Other comment letters provide an even broader range of criticisms and proposed mitigation measures.

“Typically, a company that fails to meet its environmental health obligations will be faced with sanctions, penalties or fines,” Hricko wrote, for example. “Please include information in the [draft] EIR about what these will entail.”

Similarly, the Committee for a Safe Environment asked for the draft EIR to include “a matrix of Penalties and Sanctions” for “failing to comply with legal requirements,” and also called for “disciplinary action against the City Attorney,” as well as suspension of two port staffers for their “failure to timely disclose to the public” the port’s failure to comply with the China Shipping EIR and related legal documents: Christopher Cannon, the port’s director of Environmental Management and Janna Sidley, the port’s general counsel.

As profound as the port’s historical pattern of failure regarding China Shipping may be, it cannot be understood in isolation.

Similar Concerns

In recent years, Gunter has been deeply involved on another front, trying to shut down or relocate the Rancho LPG facility, which similarly implicates the port’s lack of community concern.

“Rancho was introduced by POLA. It was totally facilitated through them, and the EIR that was conducted, everything was through the port,” Gunter said.

The recent explosion in Tanjin China highlights the local danger and policy failure, she said. Rancho’s tanks hold “a TNT equivalent that is over 1000 times greater than” the explosion in Tanjin, while Chinese law requires a 0.6 mile buffer zone, roughly 3,000 feet, while the Rancho facility was built within 1,000 feet of the nearest residents.

But Rancho was not an isolated problem, Gunter stressed, just as China Shipping’s multifaceted community impacts—and the port’s repeated failures to cope with them—don’t exist in isolation. Gunter drew attention the port’s 1981 master plan, which called for relocating hazardous terminals, but has never been followed in that regard, and is now being altered to remove that responsibility.

“In 1981, when they installed that, it was at the insistence of the LA Planning Department,” Gunter said. “They didn’t want to do it.”

An inter-departmental memo Gunter supplied makes it clear that the California Coastal Commission was a the driving force behind the relocation requirement.

“So for 35, whatever years it’s been since they instituted that document, they’ve effectively ignored it,” Gunter said. “There’s no responsibility to the public.”

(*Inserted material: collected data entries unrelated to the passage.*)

//! Console selection menu
//!
//! A titled, bordered list of labelled actions driven from the keyboard:
//! - [`MenuWidget`] - entries, cursor, rendering and the run loop
//! - [`MenuConfig`] - construction-time settings
//! - [`KeyReader`] / [`ScreenClearer`] - terminal collaborators

pub mod config;
pub mod constants;
pub mod error;
pub mod terminal;
pub mod widget;

pub use config::{ColorPair, ColorSlot, ConfigError, Keybinds, MenuConfig};
pub use error::{ErrorKind, MenuError};
pub use terminal::{CrosstermKeyReader, CrosstermScreen, KeyReader, NavAction, ScreenClearer};
pub use widget::{Action, MenuEntry, MenuState, MenuWidget, Step};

In fact, Pier 400 was originally conceived to relocate such facilities away from the public.

“Not far enough now in retrospect, we realized that it’s not even close to far enough away,” Gunter said, “But they took that money, they took those efforts and dedicated them to not a relocation site, but a new container terminal. Once again superseding any consideration for the local public, and to the responsibility to protect them.”

This brings us back to choice described by June Smith above, between the old boss model or moving into the 21st century “with a more cooperative form of government and management.”